E é desse sonho progressista que fomos obrigados a depertar. A política entra em eclipse (e, no limite, os políticos são mesmo dispensados) quando as coisas decidem em lugar dos homens e quando estes passam a não poder governar as coisas: tudo o que os governantes propõem hoje aos governados passa por inevitável, algo inscrito na ordem das coisas. Os governantes têm um único dever: comunicar bem; e os governados têm o dever simétrico: bem escutar. Tudo se reduz a um dispositivo pedagógico que transmite com a maior clareza a lição das coisas, que é a de que nada pode ser mudado. Neste esquema pedagógico, a única coisa que resta é a retórica e e o estilo, que sempre foram os segredos dos bons pedagogos.

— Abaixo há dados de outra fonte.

//! # Decision Engine
//!
//! Combines the role hierarchy, the optional resource hierarchy and the rule
//! store into a single verdict.
//!
//! ## Algorithm
//!
//! 1. Resolve the ancestor closure of the role and of the resource, each
//!    reversed so the most general ancestor comes first.
//! 2. Fetch every candidate entry for those roles and resources, in storage
//!    order.
//! 3. Fold over the candidates starting from deny. An entry applies when its
//!    privilege scope covers the check and its assertion (if any) holds; an
//!    applicable entry replaces the running verdict.
//! 4. The last applicable entry wins.
//!
//! Mutations are not isolated from concurrent reads: a check that overlaps
//! with `allow`/`deny`/`set_parents` on shared state may observe either side
//! of the change. Callers that share an engine across tasks provide their own
//! synchronization.

use async_trait::async_trait;

use crate::config::HrbacConfig;
use crate::error::HrbacResult;
use crate::parent_manager::{
    FlatResourceManager, ParentManager, ResourceKind, RoleKind, StaticResourceManager,
    StaticRoleManager,
};
use crate::permission_manager::{AceType, PermissionManager, StaticPermissionManager};
use crate::types::{Resource, Role};

/// Access checks, as seen by assertions and other collaborators.
#[async_trait]
pub trait AccessControl: Send + Sync {
    /// Check whether `role` may access `resource`.
    ///
    /// With `privilege: None` only entries without a privilege scope are
    /// considered: the question is whether the role may access the resource
    /// unconditionally.
    async fn is_allowed(
        &self,
        role: &dyn Role,
        resource: &dyn Resource,
        privilege: Option<&str>,
    ) -> HrbacResult<bool>;

    /// Logical negation of [`AccessControl::is_allowed`].
    async fn is_denied(
        &self,
        role: &dyn Role,
        resource: &dyn Resource,
        privilege: Option<&str>,
    ) -> HrbacResult<bool> {
        Ok(!self.is_allowed(role, resource, privilege).await?)
    }
}

/// Hierarchical role-based access control.
///
/// The managers are constructed by the caller and owned by the engine; use
/// the `*_mut` accessors to add rules and parents after construction.
///
/// # Example
///
/// ```rust,no_run
/// use hrbac::{AccessControl, HierarchicalRbac, Rule, StaticPermissionManager, StaticRoleManager};
///
/// # async fn example() -> hrbac::HrbacResult<()> {
/// let mut hrbac = HierarchicalRbac::new(StaticRoleManager::new(), StaticPermissionManager::new());
/// hrbac.role_manager_mut().add_parents("user", ["guest"]);
/// hrbac.permission_manager_mut().deny(Rule::new());
/// hrbac.permission_manager_mut().allow(Rule::new().role("guest").resource("document").privilege("read"));
///
/// assert!(hrbac.is_allowed(&"user", &"document", Some("read")).await?);
/// assert!(hrbac.is_denied(&"user", &"document", Some("update")).await?);
/// # Ok(())
/// # }
/// ```
#[derive(Debug, Clone)]
pub struct HierarchicalRbac<R = StaticRoleManager, P = StaticPermissionManager, S = FlatResourceManager> {
    role_manager: R,
    permission_manager: P,
    resource_manager: S,
}

/// Engine backed entirely by in-memory managers, including resource
/// inheritance.
pub type StaticHierarchicalRbac =
    HierarchicalRbac<StaticRoleManager, StaticPermissionManager, StaticResourceManager>;

impl<R, P> HierarchicalRbac<R, P, FlatResourceManager> {
    /// Create an engine without resource inheritance.
    pub fn new(role_manager: R, permission_manager: P) -> Self {
        Self {
            role_manager,
            permission_manager,
            resource_manager: FlatResourceManager::new(),
        }
    }
}

impl<R, P, S> HierarchicalRbac<R, P, S> {
    /// Create an engine with resource inheritance.
    pub fn with_resource_manager(role_manager: R, permission_manager: P, resource_manager: S) -> Self {
        Self {
            role_manager,
            permission_manager,
            resource_manager,
        }
    }

    /// Role hierarchy.
    pub fn role_manager(&self) -> &R {
        &self.role_manager
    }

    /// Mutable role hierarchy.
    pub fn role_manager_mut(&mut self) -> &mut R {
        &mut self.role_manager
    }

    /// Rule store.
    pub fn permission_manager(&self) -> &P {
        &self.permission_manager
    }

    /// Mutable rule store.
    pub fn permission_manager_mut(&mut self) -> &mut P {
        &mut self.permission_manager
    }

    /// Resource hierarchy.
    pub fn resource_manager(&self) -> &S {
        &self.resource_manager
    }

    /// Mutable resource hierarchy.
    pub fn resource_manager_mut(&mut self) -> &mut S {
        &mut self.resource_manager
    }

    /// Split the engine back into its managers.
    pub fn into_parts(self) -> (R, P, S) {
        (self.role_manager, self.permission_manager, self.resource_manager)
    }
}

impl StaticHierarchicalRbac {
    /// Build in-memory managers from a configuration document.
    pub fn from_config(config: &HrbacConfig) -> Self {
        let mut role_manager = StaticRoleManager::new();
        role_manager.import(config.roles.clone());

        let mut resource_manager = StaticResourceManager::new();
        resource_manager.import(config.resources.clone());

        let mut permission_manager = StaticPermissionManager::new();
        permission_manager.import(config.permissions.clone());

        Self::with_resource_manager(role_manager, permission_manager, resource_manager)
    }
}

#[async_trait]
impl<R, P, S> AccessControl for HierarchicalRbac<R, P, S>
where
    R: ParentManager<RoleKind>,
    P: PermissionManager,
    S: ParentManager<ResourceKind>,
{
    async fn is_allowed(
        &self,
        role: &dyn Role,
        resource: &dyn Resource,
        privilege: Option<&str>,
    ) -> HrbacResult<bool> {
        let mut roles = self.role_manager.get_recursive_parents_of(role.role_id()).await?;
        roles.reverse();

        let mut resources = self
            .resource_manager
            .get_recursive_parents_of(resource.resource_id())
            .await?;
        resources.reverse();

        let aces = self
            .permission_manager
            .get_aces_for_roles_and_resources(&roles, &resources)
            .await?;

        let mut result = AceType::Deny;
        for ace in &aces {
            if !ace.covers(privilege) {
                continue;
            }

            if let Some(assertion) = ace.assertion() {
                match assertion.assert(self, role, resource, privilege).await {
                    Ok(true) => {}
                    Ok(false) => continue,
                    Err(e) => {
                        tracing::warn!(
                            role = %role.role_id(),
                            resource = %resource.resource_id(),
                            error = %e,
                            "Assertion raised an error"
                        );
                        return Err(e);
                    }
                }
            }

            result = ace.kind();
        }

        let allowed = result == AceType::Allow;

        tracing::debug!(
            role = %role.role_id(),
            resource = %resource.resource_id(),
            privilege = ?privilege,
            candidates = aces.len(),
            verdict = result.as_str(),
            "Access decision"
        );

        Ok(allowed)
    }
}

António Guerreiro, «Ao pé da letra», Expresso-Atual, Portugal, 4.8.2012.

1 comentário:

Anónimo disse...

A propósito, penso neste parágrafo que sublinhei em "O Homem sem qualidade" de Musil:

"Não estamos em condições de nos salvar a nós próprios, sobre isso não restam dúvidas. Falamos em democracia, mas ela é apenas a expressão política para um estado de espírito caracterizado pelo «Pode ser assim, mas também de outro modo». Vivemos na época do boletim de voto. Até votamos todos os anos no nosso ideal sexual, a rainha da beleza, e o facto de termos transformado a ciência no nosso ideal intelectual não significa mais do que pôr na mão dos chamados factos um boletim de voto, para que eles escolham por nós. Este tempo é antifilosófico e cobarde: não tem coragem para decidir o que tem ou não tem valor, e a democracia, reduzida à sua expressão mais simples, significa: Fazer aquilo que acontece! Diga-se de passagem que é um dos mais desonestos círculos viciosos que alguma vez existiu na história da nossa raça."

F.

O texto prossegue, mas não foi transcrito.